Neurologic complications can occur due to the presence of fragile blood vessels, called the germinal matrix, that surround the ventricles in the brain. These vessels can easily bleed, causing an intraventricular hemorrhage, which can result in long-term complications such as cerebral palsy, and sensory or cognitive deficits.

Other problems experienced by preterm infants include impaired thermoregulation, due to their lack of subcutaneous fat, their relatively large body surface-to-weight ratio, and a decreased ability to generate heat due to absent or low levels of brown fat; hypoglycemia due to insufficient glycogen stores and increased glucose needs; infection, due to an immature immune system and lack of IgG antibodies, which are normally transferred through the placenta around 34 weeks of gestation; as well as fluid and electrolyte imbalance, anemia, and hyperbilirubinemia.

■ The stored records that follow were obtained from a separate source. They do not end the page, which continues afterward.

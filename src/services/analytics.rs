// src/services/analytics.rs

use std::{collections::HashSet, sync::Arc};

use crate::{
    error::AppError,
    models::{analytics::AnalyticsReport, attempt::AttemptDetail},
    services::grading::{percent_of, round2},
    store::{AttemptRepository, LearnerRoster, QuizRepository, Store},
};

/// Summarises stored attempts for a quiz against the learner roster.
#[derive(Clone)]
pub struct Analytics {
    quizzes: Arc<dyn QuizRepository>,
    attempts: Arc<dyn AttemptRepository>,
    learners: Arc<dyn LearnerRoster>,
}

/// Score statistics over a set of attempts.
#[derive(Debug, Clone, PartialEq)]
struct ScoreSummary {
    average: f64,
    max: i32,
    min: i32,
}

impl Analytics {
    pub fn new(store: &Store) -> Self {
        Self {
            quizzes: store.quizzes.clone(),
            attempts: store.attempts.clone(),
            learners: store.learners.clone(),
        }
    }

    pub async fn compute_analytics(&self, quiz_id: i64) -> Result<AnalyticsReport, AppError> {
        let quiz = self
            .quizzes
            .find_quiz(quiz_id)
            .await?
            .ok_or(AppError::NotFound("Quiz not found".to_string()))?;

        let attempts = self.attempts.attempts_for_quiz(quiz_id).await?;
        let total_learners = self.learners.count_learners().await?;

        // Participation counts distinct learners, so retakes never push
        // `not_attempted` below zero.
        let attempted_count = distinct_learners(&attempts);
        let not_attempted = (total_learners - attempted_count).max(0);
        let scores = summarize_scores(&attempts);

        Ok(AnalyticsReport {
            quiz_id: quiz.id,
            quiz_title: quiz.title,
            total_points: quiz.total_points,
            total_learners,
            attempt_count: attempts.len() as i64,
            attempted_count,
            not_attempted,
            average_score: scores.average,
            max_score: scores.max,
            min_score: scores.min,
            success_rate: percent_of(attempted_count as f64, total_learners as f64),
            attempts,
        })
    }
}

fn distinct_learners(attempts: &[AttemptDetail]) -> i64 {
    attempts
        .iter()
        .map(|a| a.attempt.learner_id)
        .collect::<HashSet<_>>()
        .len() as i64
}

fn summarize_scores(attempts: &[AttemptDetail]) -> ScoreSummary {
    let scores: Vec<i32> = attempts.iter().map(|a| a.attempt.total_score).collect();

    let (Some(&max), Some(&min)) = (scores.iter().max(), scores.iter().min()) else {
        return ScoreSummary {
            average: 0.0,
            max: 0,
            min: 0,
        };
    };

    let sum: i64 = scores.iter().map(|&s| i64::from(s)).sum();

    ScoreSummary {
        average: round2(sum as f64 / scores.len() as f64),
        max,
        min,
    }
}

#[cfg(test)]
mod tests {
    use chrono::Utc;

    use super::*;
    use crate::models::{
        attempt::NewAttempt,
        learner::{Learner, NewLearner},
        quiz::{CreateQuestionRequest, CreateQuizRequest, Quiz},
    };
    use crate::services::catalog::QuizCatalog;
    use crate::store::AttemptPolicy;

    async fn quiz(store: &Store) -> Quiz {
        QuizCatalog::new(store.quizzes.clone())
            .create_quiz(CreateQuizRequest {
                title: "Lifetimes".into(),
                questions: vec![CreateQuestionRequest {
                    prompt: "'static means?".into(),
                    options: vec!["lives for the whole program".into(), "is immutable".into()],
                    correct_answer: Some(0),
                    points: Some(10),
                }],
                ..Default::default()
            })
            .await
            .unwrap()
    }

    async fn enroll(store: &Store, count: usize) -> Vec<Learner> {
        let mut learners = Vec::new();
        for i in 0..count {
            learners.push(
                store
                    .learners
                    .insert_learner(NewLearner {
                        name: format!("Learner {i}"),
                        email: format!("learner{i}@example.com"),
                        department: None,
                    })
                    .await
                    .unwrap(),
            );
        }
        learners
    }

    async fn attempt(store: &Store, learner: &Learner, quiz: &Quiz, score: i32) {
        store
            .attempts
            .insert_attempt(
                NewAttempt {
                    learner_id: learner.id,
                    quiz_id: quiz.id,
                    answers: vec![],
                    total_score: score,
                    percentage: percent_of(score as f64, quiz.total_points as f64),
                    started_at: None,
                    submitted_at: Utc::now(),
                    time_spent_secs: None,
                },
                AttemptPolicy::AllowRetakes,
            )
            .await
            .unwrap();
    }

    #[tokio::test]
    async fn no_attempts_yields_zeroed_report() {
        let store = Store::in_memory();
        let quiz = quiz(&store).await;
        enroll(&store, 10).await;

        let report = Analytics::new(&store).compute_analytics(quiz.id).await.unwrap();

        assert_eq!(report.total_learners, 10);
        assert_eq!(report.attempted_count, 0);
        assert_eq!(report.not_attempted, 10);
        assert_eq!(report.average_score, 0.0);
        assert_eq!(report.max_score, 0);
        assert_eq!(report.min_score, 0);
        assert_eq!(report.success_rate, 0.00);
        assert!(report.attempts.is_empty());
    }

    #[tokio::test]
    async fn scores_are_aggregated() {
        let store = Store::in_memory();
        let quiz = quiz(&store).await;
        let learners = enroll(&store, 4).await;
        attempt(&store, &learners[0], &quiz, 10).await;
        attempt(&store, &learners[1], &quiz, 0).await;
        attempt(&store, &learners[2], &quiz, 5).await;

        let report = Analytics::new(&store).compute_analytics(quiz.id).await.unwrap();

        assert_eq!(report.attempted_count, 3);
        assert_eq!(report.not_attempted, 1);
        assert_eq!(report.average_score, 5.0);
        assert_eq!(report.max_score, 10);
        assert_eq!(report.min_score, 0);
        assert_eq!(report.success_rate, 75.00);
        assert_eq!(report.attempts.len(), 3);
    }

    #[tokio::test]
    async fn retakes_count_learners_once() {
        let store = Store::in_memory();
        let quiz = quiz(&store).await;
        let learners = enroll(&store, 2).await;
        attempt(&store, &learners[0], &quiz, 0).await;
        attempt(&store, &learners[0], &quiz, 10).await;
        attempt(&store, &learners[0], &quiz, 10).await;

        let report = Analytics::new(&store).compute_analytics(quiz.id).await.unwrap();

        assert_eq!(report.attempt_count, 3);
        assert_eq!(report.attempted_count, 1);
        assert_eq!(report.not_attempted, 1);
        assert_eq!(report.success_rate, 50.00);
        assert_eq!(report.average_score, 6.67);
    }

    #[tokio::test]
    async fn empty_roster_does_not_divide_by_zero() {
        let store = Store::in_memory();
        let quiz = quiz(&store).await;

        let report = Analytics::new(&store).compute_analytics(quiz.id).await.unwrap();

        assert_eq!(report.total_learners, 0);
        assert_eq!(report.success_rate, 0.0);
        assert!(report.success_rate.is_finite());
    }

    #[tokio::test]
    async fn unknown_quiz_is_not_found() {
        let store = Store::in_memory();

        let result = Analytics::new(&store).compute_analytics(77).await;

        assert!(matches!(result, Err(AppError::NotFound(_))));
    }
}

Finally, because premature infants have an underdeveloped GI system, they at risk for necrotizing enterocolitis, or NEC for short, which involves inflammation, ischemia, and necrosis of the bowel.

Clinical manifestations of prematurity will vary depending on the gestational age; however, some common ones include a disproportionately large head compared to the rest of the body, thin extremities, low muscle tone, and lack of subcutaneous fat. Skin can appear gelatinous or transparent, with visible blood vessels.

As far as behavior goes, preterm infants are often lethargic, but can also be jittery, easily stressed by external stimuli, and difficult to soothe. Other findings include temperature instability, a weak sucking reflex, and poor feeding.

Treatment typically involves supportive care in the neonatal intensive care unit, and includes close monitoring of respiratory status, and providing respiratory support. Body temperature, fluid, and glucose levels are kept within a normal range. Additionally, it’s important to prevent complications and treat them, if they do occur.